→ **Problem details**: Find the word "OptionsError" in the data. Return every line where it appears.

--

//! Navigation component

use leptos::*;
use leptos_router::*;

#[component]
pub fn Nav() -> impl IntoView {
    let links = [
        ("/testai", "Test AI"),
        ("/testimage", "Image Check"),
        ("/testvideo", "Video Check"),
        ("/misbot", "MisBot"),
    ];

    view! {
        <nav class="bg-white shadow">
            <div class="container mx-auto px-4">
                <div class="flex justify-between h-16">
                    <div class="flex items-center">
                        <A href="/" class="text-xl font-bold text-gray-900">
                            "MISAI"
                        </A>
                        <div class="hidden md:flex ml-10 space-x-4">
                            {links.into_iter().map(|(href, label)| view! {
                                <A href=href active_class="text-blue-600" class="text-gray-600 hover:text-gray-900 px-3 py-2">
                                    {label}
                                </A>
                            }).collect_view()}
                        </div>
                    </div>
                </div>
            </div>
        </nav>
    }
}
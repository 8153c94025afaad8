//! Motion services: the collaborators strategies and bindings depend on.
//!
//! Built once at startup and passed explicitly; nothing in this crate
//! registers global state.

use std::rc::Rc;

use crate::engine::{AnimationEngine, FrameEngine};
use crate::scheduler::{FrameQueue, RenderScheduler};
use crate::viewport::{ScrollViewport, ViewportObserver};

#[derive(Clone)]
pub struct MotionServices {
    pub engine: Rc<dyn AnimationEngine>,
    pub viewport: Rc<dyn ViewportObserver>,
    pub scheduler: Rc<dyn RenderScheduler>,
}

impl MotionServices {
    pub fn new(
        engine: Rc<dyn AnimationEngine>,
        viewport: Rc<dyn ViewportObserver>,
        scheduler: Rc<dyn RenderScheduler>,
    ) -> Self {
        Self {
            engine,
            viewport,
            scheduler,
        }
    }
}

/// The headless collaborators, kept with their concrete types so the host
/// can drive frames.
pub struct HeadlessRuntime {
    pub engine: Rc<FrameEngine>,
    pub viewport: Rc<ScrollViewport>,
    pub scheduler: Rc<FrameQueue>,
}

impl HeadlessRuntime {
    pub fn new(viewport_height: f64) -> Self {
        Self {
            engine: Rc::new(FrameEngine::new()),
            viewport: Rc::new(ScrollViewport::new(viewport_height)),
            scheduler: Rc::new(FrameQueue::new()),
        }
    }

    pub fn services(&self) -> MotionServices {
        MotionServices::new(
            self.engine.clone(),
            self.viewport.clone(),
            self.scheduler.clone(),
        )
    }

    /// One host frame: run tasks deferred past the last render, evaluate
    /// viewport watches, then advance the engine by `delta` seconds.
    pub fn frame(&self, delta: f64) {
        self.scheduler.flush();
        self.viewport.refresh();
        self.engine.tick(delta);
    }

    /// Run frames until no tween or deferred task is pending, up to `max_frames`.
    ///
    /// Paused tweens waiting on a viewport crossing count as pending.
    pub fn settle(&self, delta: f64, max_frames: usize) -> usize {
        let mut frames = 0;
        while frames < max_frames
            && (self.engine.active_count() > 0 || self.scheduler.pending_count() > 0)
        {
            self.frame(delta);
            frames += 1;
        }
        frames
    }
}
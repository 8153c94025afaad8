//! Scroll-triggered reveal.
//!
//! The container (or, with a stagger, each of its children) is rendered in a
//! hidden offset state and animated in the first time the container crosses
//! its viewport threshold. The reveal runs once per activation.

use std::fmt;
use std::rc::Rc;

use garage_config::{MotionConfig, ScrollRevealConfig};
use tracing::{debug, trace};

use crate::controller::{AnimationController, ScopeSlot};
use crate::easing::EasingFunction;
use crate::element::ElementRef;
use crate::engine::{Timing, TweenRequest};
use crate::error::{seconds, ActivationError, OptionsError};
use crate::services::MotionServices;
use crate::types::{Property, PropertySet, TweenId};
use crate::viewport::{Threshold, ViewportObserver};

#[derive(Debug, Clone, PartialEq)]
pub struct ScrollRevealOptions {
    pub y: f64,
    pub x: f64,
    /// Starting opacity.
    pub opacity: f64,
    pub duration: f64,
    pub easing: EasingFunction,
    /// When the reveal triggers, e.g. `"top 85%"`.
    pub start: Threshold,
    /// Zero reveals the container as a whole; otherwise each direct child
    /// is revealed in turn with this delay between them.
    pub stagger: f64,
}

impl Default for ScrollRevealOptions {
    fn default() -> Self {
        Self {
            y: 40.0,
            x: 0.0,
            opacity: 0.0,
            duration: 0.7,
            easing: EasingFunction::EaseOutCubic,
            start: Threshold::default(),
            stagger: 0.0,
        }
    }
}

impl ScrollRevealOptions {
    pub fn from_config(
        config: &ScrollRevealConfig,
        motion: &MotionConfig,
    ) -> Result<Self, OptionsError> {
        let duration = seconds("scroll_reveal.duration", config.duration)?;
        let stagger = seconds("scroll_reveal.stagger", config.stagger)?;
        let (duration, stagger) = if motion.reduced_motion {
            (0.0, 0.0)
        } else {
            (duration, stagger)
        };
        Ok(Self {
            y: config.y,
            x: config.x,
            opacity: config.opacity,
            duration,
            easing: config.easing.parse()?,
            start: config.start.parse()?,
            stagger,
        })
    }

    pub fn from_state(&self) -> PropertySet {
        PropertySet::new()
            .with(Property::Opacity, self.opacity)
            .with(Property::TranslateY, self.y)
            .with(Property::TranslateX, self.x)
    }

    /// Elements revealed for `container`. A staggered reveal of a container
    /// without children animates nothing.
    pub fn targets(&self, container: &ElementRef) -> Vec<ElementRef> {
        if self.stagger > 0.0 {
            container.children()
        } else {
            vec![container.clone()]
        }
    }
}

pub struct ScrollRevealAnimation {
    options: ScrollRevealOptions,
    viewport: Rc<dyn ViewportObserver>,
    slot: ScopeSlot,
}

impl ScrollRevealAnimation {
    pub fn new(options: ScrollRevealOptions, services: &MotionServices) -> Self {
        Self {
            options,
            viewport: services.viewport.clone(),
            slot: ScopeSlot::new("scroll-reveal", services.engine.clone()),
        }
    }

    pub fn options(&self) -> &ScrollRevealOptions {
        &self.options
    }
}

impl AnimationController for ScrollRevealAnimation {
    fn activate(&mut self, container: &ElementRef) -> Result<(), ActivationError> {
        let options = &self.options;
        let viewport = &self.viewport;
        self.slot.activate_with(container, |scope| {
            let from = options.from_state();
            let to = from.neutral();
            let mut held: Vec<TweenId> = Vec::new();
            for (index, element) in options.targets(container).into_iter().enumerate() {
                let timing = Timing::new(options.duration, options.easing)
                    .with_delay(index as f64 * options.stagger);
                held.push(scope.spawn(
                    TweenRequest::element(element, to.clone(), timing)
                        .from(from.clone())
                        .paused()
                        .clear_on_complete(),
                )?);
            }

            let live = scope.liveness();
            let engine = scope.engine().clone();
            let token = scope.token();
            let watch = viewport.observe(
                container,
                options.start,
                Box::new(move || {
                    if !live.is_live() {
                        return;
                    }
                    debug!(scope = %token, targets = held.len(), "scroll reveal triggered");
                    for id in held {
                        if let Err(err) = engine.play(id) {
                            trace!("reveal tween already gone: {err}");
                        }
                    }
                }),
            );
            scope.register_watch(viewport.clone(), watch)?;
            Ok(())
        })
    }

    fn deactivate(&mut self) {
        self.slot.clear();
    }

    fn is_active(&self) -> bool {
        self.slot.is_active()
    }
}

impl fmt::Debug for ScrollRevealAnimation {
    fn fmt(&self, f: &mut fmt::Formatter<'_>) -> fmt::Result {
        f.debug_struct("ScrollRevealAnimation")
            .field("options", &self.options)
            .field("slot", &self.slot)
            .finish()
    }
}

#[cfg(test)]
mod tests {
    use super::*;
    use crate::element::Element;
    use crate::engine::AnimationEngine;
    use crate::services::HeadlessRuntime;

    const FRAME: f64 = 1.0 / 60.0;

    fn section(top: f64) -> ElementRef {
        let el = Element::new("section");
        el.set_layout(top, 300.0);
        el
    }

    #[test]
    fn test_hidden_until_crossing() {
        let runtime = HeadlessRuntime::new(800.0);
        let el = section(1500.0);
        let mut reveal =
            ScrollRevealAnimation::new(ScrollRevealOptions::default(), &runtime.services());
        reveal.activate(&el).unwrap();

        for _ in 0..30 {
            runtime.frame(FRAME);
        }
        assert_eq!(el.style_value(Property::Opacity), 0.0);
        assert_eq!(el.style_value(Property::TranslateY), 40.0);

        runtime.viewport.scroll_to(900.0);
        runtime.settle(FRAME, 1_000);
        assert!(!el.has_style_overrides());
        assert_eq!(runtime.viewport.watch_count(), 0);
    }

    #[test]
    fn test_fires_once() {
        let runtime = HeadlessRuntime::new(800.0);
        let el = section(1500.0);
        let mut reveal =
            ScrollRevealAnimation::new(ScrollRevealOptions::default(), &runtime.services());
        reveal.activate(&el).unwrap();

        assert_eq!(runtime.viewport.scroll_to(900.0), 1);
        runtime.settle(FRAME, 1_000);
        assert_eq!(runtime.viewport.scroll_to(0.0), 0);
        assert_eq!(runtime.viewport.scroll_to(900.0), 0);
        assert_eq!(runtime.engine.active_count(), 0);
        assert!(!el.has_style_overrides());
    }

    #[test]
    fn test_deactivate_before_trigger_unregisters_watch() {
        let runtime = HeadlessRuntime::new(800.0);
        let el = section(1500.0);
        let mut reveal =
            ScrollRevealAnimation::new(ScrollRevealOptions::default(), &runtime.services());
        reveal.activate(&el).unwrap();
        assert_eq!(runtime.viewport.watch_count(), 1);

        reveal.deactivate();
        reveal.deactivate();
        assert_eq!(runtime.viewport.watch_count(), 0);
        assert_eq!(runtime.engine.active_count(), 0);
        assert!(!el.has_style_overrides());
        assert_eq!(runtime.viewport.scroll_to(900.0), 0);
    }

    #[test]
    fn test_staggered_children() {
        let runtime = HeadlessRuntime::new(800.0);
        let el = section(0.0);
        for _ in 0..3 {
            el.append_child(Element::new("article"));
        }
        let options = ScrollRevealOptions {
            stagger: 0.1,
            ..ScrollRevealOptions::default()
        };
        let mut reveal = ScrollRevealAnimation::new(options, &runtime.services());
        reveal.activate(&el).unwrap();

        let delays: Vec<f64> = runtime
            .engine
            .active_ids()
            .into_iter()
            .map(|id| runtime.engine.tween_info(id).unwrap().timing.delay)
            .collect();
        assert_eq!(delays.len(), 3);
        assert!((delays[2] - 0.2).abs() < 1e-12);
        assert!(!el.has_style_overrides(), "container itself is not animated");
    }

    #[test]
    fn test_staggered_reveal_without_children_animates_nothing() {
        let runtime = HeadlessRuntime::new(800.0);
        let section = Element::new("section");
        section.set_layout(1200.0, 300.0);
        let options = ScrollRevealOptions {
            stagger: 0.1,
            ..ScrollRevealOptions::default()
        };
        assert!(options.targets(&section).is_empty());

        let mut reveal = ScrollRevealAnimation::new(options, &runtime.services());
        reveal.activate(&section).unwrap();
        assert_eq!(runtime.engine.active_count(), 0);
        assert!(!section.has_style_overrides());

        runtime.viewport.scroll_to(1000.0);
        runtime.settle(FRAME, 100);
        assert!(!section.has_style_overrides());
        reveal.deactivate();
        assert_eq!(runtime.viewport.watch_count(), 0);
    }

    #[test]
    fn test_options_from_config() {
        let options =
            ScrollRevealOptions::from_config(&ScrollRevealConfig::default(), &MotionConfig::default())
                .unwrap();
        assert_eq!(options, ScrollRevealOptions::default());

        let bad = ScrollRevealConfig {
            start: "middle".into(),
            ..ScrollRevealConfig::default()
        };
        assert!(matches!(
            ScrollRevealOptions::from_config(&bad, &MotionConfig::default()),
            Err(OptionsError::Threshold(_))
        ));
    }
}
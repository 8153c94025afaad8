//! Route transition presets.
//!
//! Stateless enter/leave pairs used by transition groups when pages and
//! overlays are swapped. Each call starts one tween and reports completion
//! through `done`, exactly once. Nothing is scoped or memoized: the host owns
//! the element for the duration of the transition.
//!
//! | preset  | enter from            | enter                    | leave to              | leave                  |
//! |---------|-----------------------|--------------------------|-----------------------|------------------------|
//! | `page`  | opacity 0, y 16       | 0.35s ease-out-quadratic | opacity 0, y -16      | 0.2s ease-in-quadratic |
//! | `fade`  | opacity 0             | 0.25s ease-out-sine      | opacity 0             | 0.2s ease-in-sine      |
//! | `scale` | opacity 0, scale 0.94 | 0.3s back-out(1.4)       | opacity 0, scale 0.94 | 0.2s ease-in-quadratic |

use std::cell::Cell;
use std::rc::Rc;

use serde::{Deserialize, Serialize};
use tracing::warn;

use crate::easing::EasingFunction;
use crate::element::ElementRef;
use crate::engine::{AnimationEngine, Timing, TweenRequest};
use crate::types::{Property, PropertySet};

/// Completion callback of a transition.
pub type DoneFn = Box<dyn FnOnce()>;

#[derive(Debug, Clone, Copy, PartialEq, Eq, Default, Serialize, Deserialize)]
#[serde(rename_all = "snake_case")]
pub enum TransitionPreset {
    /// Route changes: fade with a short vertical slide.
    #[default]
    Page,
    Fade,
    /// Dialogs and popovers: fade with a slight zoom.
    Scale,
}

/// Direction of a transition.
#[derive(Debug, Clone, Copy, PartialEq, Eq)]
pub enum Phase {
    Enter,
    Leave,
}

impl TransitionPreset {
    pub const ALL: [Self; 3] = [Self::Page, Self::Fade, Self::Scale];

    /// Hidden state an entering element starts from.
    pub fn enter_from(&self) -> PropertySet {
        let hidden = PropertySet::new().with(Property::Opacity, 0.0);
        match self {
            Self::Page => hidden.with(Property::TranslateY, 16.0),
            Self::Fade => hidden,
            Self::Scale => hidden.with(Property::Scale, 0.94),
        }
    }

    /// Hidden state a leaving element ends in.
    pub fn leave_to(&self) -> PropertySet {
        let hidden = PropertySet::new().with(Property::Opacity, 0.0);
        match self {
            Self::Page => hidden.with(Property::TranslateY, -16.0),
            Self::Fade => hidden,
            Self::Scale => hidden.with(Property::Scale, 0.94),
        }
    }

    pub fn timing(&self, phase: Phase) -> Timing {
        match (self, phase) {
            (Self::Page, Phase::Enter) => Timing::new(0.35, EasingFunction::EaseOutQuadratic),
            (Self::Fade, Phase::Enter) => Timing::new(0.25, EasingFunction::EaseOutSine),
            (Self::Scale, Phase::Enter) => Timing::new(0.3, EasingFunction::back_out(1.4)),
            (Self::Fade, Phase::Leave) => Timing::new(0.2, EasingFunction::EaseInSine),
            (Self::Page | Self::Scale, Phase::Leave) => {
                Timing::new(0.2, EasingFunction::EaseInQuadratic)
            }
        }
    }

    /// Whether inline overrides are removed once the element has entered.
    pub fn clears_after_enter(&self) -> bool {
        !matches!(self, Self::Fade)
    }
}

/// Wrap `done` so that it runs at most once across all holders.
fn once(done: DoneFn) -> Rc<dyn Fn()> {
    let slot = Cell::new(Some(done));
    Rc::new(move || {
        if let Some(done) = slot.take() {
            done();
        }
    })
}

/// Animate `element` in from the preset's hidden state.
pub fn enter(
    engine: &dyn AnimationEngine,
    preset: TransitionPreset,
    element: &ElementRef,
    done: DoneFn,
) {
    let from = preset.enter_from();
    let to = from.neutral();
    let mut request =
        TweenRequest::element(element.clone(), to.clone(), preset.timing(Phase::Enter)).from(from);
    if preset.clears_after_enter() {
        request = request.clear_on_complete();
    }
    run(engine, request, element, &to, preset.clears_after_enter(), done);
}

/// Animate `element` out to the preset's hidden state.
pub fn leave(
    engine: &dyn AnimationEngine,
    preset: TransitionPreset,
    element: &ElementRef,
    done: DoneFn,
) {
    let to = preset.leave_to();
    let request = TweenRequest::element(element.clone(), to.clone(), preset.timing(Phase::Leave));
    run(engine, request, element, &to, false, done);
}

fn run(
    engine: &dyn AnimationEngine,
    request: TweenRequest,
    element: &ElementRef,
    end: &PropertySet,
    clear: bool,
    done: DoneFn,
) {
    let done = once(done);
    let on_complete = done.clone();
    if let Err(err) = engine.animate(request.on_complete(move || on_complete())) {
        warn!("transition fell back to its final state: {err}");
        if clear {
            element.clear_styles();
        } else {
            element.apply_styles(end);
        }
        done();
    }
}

--

→ **Answer to this exercise**:
use crate::error::{seconds, ActivationError, OptionsError};
    ) -> Result<Self, OptionsError> {
            Err(OptionsError::Threshold(_))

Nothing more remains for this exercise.